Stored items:
○ ○ ○ ○ ○ ○ ○

//! Coverage calculator (C8): per-league completeness metrics blending a
//! count ratio, a freshness decay, and a pipeline (raw→core) conversion rate
//! into one weighted score, stored to `mart.coverage_status`.

use anyhow::{bail, Result};
use chrono::{DateTime, Utc};
use serde::Serialize;
use sqlx::PgPool;

use crate::config::CoverageConfig;
use crate::db::safe_identifier;

const LAG_MINUTES_UNKNOWN: i64 = 9999;
const FINISHED_STATUSES: [&str; 3] = ["FT", "AET", "PEN"];

#[derive(Debug, Clone, Serialize, PartialEq)]
pub struct CoverageReport {
    pub league_id: i64,
    pub league_name: Option<String>,
    pub season: i64,
    pub endpoint: String,
    pub expected_count: Option<i64>,
    pub actual_count: i64,
    pub count_coverage: Option<f64>,
    pub last_update: Option<DateTime<Utc>>,
    pub lag_minutes: i64,
    pub freshness_coverage: f64,
    pub raw_count: i64,
    pub core_count: i64,
    pub pipeline_coverage: f64,
    pub overall_coverage: f64,
}

fn lag_minutes(last_update: Option<DateTime<Utc>>) -> i64 {
    match last_update {
        None => LAG_MINUTES_UNKNOWN,
        Some(t) => (Utc::now() - t).num_minutes().max(0),
    }
}

fn freshness_coverage(lag_minutes: i64, max_lag: i64) -> f64 {
    if max_lag <= 0 {
        return 0.0;
    }
    (100.0 - (lag_minutes as f64 / max_lag as f64 * 100.0)).max(0.0)
}

/// When the expected count is configured, the overall score blends all three
/// terms. When it isn't, count_coverage would be a meaningless 0%, so the
/// weighted sum renormalizes over freshness and pipeline only.
fn overall_coverage(count_cov: Option<f64>, freshness_cov: f64, pipeline_cov: f64, weights: (f64, f64, f64)) -> f64 {
    let (w_count, w_fresh, w_pipe) = weights;
    match count_cov {
        Some(c) => c * w_count + freshness_cov * w_fresh + pipeline_cov * w_pipe,
        None => {
            let denom = if w_fresh + w_pipe == 0.0 { 1.0 } else { w_fresh + w_pipe };
            (freshness_cov * w_fresh + pipeline_cov * w_pipe) / denom
        }
    }
}

async fn league_name(pool: &PgPool, league_id: i64) -> Option<String> {
    sqlx::query_scalar("SELECT name FROM core.leagues WHERE id = $1").bind(league_id).fetch_optional(pool).await.ok().flatten()
}

pub async fn calculate_fixtures_coverage(pool: &PgPool, config: &CoverageConfig, league_id: i64, season: i64) -> Result<CoverageReport> {
    let expected_raw = config.expected_fixtures.get(&league_id.to_string()).copied();
    let expected_known = expected_raw.is_some_and(|v| v > 0);
    let expected = expected_raw.unwrap_or(0);

    let actual: i64 = sqlx::query_scalar("SELECT COUNT(*) FROM core.fixtures WHERE league_id = $1 AND season = $2")
        .bind(league_id)
        .bind(season)
        .fetch_one(pool)
        .await?;

    let count_cov = if expected_known { Some(actual as f64 / expected as f64 * 100.0) } else { None };

    let last_update: Option<DateTime<Utc>> = sqlx::query_scalar("SELECT MAX(updated_at) FROM core.fixtures WHERE league_id = $1 AND season = $2")
        .bind(league_id)
        .bind(season)
        .fetch_one(pool)
        .await?;
    let lag = lag_minutes(last_update);
    let freshness_cov = freshness_coverage(lag, config.max_lag_minutes.daily);

    let raw_count: i64 = sqlx::query_scalar(
        "SELECT COUNT(*) FROM raw.api_responses WHERE endpoint = '/fixtures' AND fetched_at > NOW() - INTERVAL '24 hours' \
         AND requested_params->>'league' = $1 AND requested_params->>'season' = $2",
    )
    .bind(league_id.to_string())
    .bind(season.to_string())
    .fetch_one(pool)
    .await?;
    let pipeline_cov = if raw_count > 0 { actual as f64 / raw_count as f64 * 100.0 } else { 0.0 };

    let w = (config.weights.count, config.weights.freshness, config.weights.pipeline);
    let overall = overall_coverage(count_cov, freshness_cov, pipeline_cov, w);

    Ok(CoverageReport {
        league_id,
        league_name: league_name(pool, league_id).await,
        season,
        endpoint: "/fixtures".to_string(),
        expected_count: expected_known.then_some(expected),
        actual_count: actual,
        count_coverage: count_cov.map(round2),
        last_update,
        lag_minutes: lag,
        freshness_coverage: round2(freshness_cov),
        raw_count,
        core_count: actual,
        pipeline_coverage: round2(pipeline_cov),
        overall_coverage: round2(overall),
    })
}

/// Current-only coverage: `/injuries` has no stable "expected" shape, so
/// expected is pinned at 1 ("any current rows on file") and actual is a
/// presence flag rather than a real count.
pub async fn calculate_injuries_coverage(pool: &PgPool, config: &CoverageConfig, league_id: i64, season: i64) -> Result<CoverageReport> {
    let core_total: i64 = sqlx::query_scalar("SELECT COUNT(*) FROM core.injuries WHERE league_id = $1 AND season = $2")
        .bind(league_id)
        .bind(season)
        .fetch_one(pool)
        .await?;
    let actual = if core_total > 0 { 1 } else { 0 };
    let count_cov = if actual >= 1 { 100.0 } else { 0.0 };

    let last_update: Option<DateTime<Utc>> = sqlx::query_scalar("SELECT MAX(updated_at) FROM core.injuries WHERE league_id = $1 AND season = $2")
        .bind(league_id)
        .bind(season)
        .fetch_one(pool)
        .await?;
    let lag = lag_minutes(last_update);
    let freshness_cov = freshness_coverage(lag, config.max_lag_minutes.daily);

    let raw_count: i64 = sqlx::query_scalar(
        "SELECT COUNT(*) FROM raw.api_responses WHERE endpoint = '/injuries' AND fetched_at > NOW() - INTERVAL '24 hours' \
         AND requested_params->>'league' = $1 AND requested_params->>'season' = $2",
    )
    .bind(league_id.to_string())
    .bind(season.to_string())
    .fetch_one(pool)
    .await?;
    let pipeline_cov = if raw_count > 0 { 100.0 } else { 0.0 };

    let w = (config.weights.count, config.weights.freshness, config.weights.pipeline);
    let overall = count_cov * w.0 + freshness_cov * w.1 + pipeline_cov * w.2;

    Ok(CoverageReport {
        league_id,
        league_name: league_name(pool, league_id).await,
        season,
        endpoint: "/injuries".to_string(),
        expected_count: Some(1),
        actual_count: actual,
        count_coverage: Some(round2(count_cov)),
        last_update,
        lag_minutes: lag,
        freshness_coverage: round2(freshness_cov),
        raw_count,
        core_count: core_total,
        pipeline_coverage: round2(pipeline_cov),
        overall_coverage: round2(overall),
    })
}

/// Coverage for per-fixture endpoints (players/events/statistics/lineups)
/// over a rolling `days`-day window of completed fixtures. `core_table` must
/// carry a `fixture_id` column joinable to `core.fixtures`.
pub async fn calculate_fixture_endpoint_coverage(pool: &PgPool, config: &CoverageConfig, league_id: i64, season: i64, endpoint: &str, core_table: &str, days: i64) -> Result<CoverageReport> {
    if !safe_identifier(core_table) {
        bail!("unsafe core table name: {core_table}");
    }

    let expected: i64 = sqlx::query_scalar(
        "SELECT COUNT(*) FROM core.fixtures WHERE league_id = $1 AND season = $2 \
         AND kickoff_utc >= NOW() - ($3 || ' days')::interval AND status_short = ANY($4)",
    )
    .bind(league_id)
    .bind(season)
    .bind(days.to_string())
    .bind(&FINISHED_STATUSES[..])
    .fetch_one(pool)
    .await?;

    let raw_fixtures: i64 = sqlx::query_scalar(
        "SELECT COUNT(DISTINCT f.id) FROM raw.api_responses r \
         JOIN core.fixtures f ON f.id = (r.requested_params->>'fixture')::bigint \
         WHERE r.endpoint = $1 AND f.league_id = $2 AND f.season = $3 \
         AND f.kickoff_utc >= NOW() - ($4 || ' days')::interval AND f.status_short = ANY($5)",
    )
    .bind(endpoint)
    .bind(league_id)
    .bind(season)
    .bind(days.to_string())
    .bind(&FINISHED_STATUSES[..])
    .fetch_one(pool)
    .await?;

    let core_fixtures_query = format!(
        "SELECT COUNT(DISTINCT t.fixture_id) FROM {core_table} t \
         JOIN core.fixtures f ON f.id = t.fixture_id \
         WHERE f.league_id = $1 AND f.season = $2 \
         AND f.kickoff_utc >= NOW() - ($3 || ' days')::interval AND f.status_short = ANY($4)"
    );
    let core_fixtures: i64 = sqlx::query_scalar(&core_fixtures_query)
        .bind(league_id)
        .bind(season)
        .bind(days.to_string())
        .bind(&FINISHED_STATUSES[..])
        .fetch_one(pool)
        .await?;

    let count_cov = if expected > 0 { raw_fixtures as f64 / expected as f64 * 100.0 } else { 0.0 };

    let last_update: Option<DateTime<Utc>> = sqlx::query_scalar(
        "SELECT MAX(r.fetched_at) FROM raw.api_responses r \
         JOIN core.fixtures f ON f.id = (r.requested_params->>'fixture')::bigint \
         WHERE r.endpoint = $1 AND f.league_id = $2 AND f.season = $3",
    )
    .bind(endpoint)
    .bind(league_id)
    .bind(season)
    .fetch_one(pool)
    .await?;
    let lag = lag_minutes(last_update);
    let freshness_cov = freshness_coverage(lag, config.max_lag_minutes.daily);

    let raw_count_24h: i64 = sqlx::query_scalar(
        "SELECT COUNT(*) FROM raw.api_responses r \
         JOIN core.fixtures f ON f.id = (r.requested_params->>'fixture')::bigint \
         WHERE r.endpoint = $1 AND r.fetched_at > NOW() - INTERVAL '24 hours' AND f.league_id = $2 AND f.season = $3",
    )
    .bind(endpoint)
    .bind(league_id)
    .bind(season)
    .fetch_one(pool)
    .await?;

    let pipeline_cov = if raw_fixtures > 0 { core_fixtures as f64 / raw_fixtures as f64 * 100.0 } else { 0.0 };

    let w = (config.weights.count, config.weights.freshness, config.weights.pipeline);
    let overall = count_cov * w.0 + freshness_cov * w.1 + pipeline_cov * w.2;

    Ok(CoverageReport {
        league_id,
        league_name: league_name(pool, league_id).await,
        season,
        endpoint: endpoint.to_string(),
        expected_count: Some(expected),
        actual_count: raw_fixtures,
        count_coverage: Some(round2(count_cov)),
        last_update,
        lag_minutes: lag,
        freshness_coverage: round2(freshness_cov),
        raw_count: raw_count_24h,
        core_count: core_fixtures,
        pipeline_coverage: round2(pipeline_cov),
        overall_coverage: round2(overall),
    })
}

fn round2(v: f64) -> f64 {
    (v * 100.0).round() / 100.0
}

#[cfg(test)]
mod tests {
    use super::*;

    #[test]
    fn lag_minutes_is_sentinel_when_never_updated() {
        assert_eq!(lag_minutes(None), LAG_MINUTES_UNKNOWN);
    }

    #[test]
    fn freshness_coverage_floors_at_zero_past_max_lag() {
        assert_eq!(freshness_coverage(5000, 1440), 0.0);
        assert_eq!(freshness_coverage(0, 1440), 100.0);
    }

    #[test]
    fn freshness_coverage_is_zero_when_max_lag_non_positive() {
        assert_eq!(freshness_coverage(10, 0), 0.0);
    }

    #[test]
    fn overall_coverage_renormalizes_when_count_unknown() {
        let weights = (0.5, 0.3, 0.2);
        let with_count = overall_coverage(Some(80.0), 90.0, 70.0, weights);
        let without_count = overall_coverage(None, 90.0, 70.0, weights);
        assert!((with_count - (80.0 * 0.5 + 90.0 * 0.3 + 70.0 * 0.2)).abs() < 1e-9);
        assert!((without_count - (90.0 * 0.3 + 70.0 * 0.2) / 0.5).abs() < 1e-9);
    }

    #[test]
    fn rejects_unsafe_core_table_identifier() {
        assert!(!safe_identifier("core.fixture_events; DROP TABLE x"));
    }
}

○ ○ ○ ○ ○ ○ ○

--- TASK TO CARRY OUT ---
Please copy, word for word, every line from the first line of the records through the line containing "meaningless 0%, so the", with both of those lines included and nothing else.

--- COMPLETED EXERCISE ---
//! Coverage calculator (C8): per-league completeness metrics blending a
//! count ratio, a freshness decay, and a pipeline (raw→core) conversion rate
//! into one weighted score, stored to `mart.coverage_status`.

use anyhow::{bail, Result};
use chrono::{DateTime, Utc};
use serde::Serialize;
use sqlx::PgPool;

use crate::config::CoverageConfig;
use crate::db::safe_identifier;

const LAG_MINUTES_UNKNOWN: i64 = 9999;
const FINISHED_STATUSES: [&str; 3] = ["FT", "AET", "PEN"];

#[derive(Debug, Clone, Serialize, PartialEq)]
pub struct CoverageReport {
    pub league_id: i64,
    pub league_name: Option<String>,
    pub season: i64,
    pub endpoint: String,
    pub expected_count: Option<i64>,
    pub actual_count: i64,
    pub count_coverage: Option<f64>,
    pub last_update: Option<DateTime<Utc>>,
    pub lag_minutes: i64,
    pub freshness_coverage: f64,
    pub raw_count: i64,
    pub core_count: i64,
    pub pipeline_coverage: f64,
    pub overall_coverage: f64,
}

fn lag_minutes(last_update: Option<DateTime<Utc>>) -> i64 {
    match last_update {
        None => LAG_MINUTES_UNKNOWN,
        Some(t) => (Utc::now() - t).num_minutes().max(0),
    }
}

fn freshness_coverage(lag_minutes: i64, max_lag: i64) -> f64 {
    if max_lag <= 0 {
        return 0.0;
    }
    (100.0 - (lag_minutes as f64 / max_lag as f64 * 100.0)).max(0.0)
}

/// When the expected count is configured, the overall score blends all three
/// terms. When it isn't, count_coverage would be a meaningless 0%, so the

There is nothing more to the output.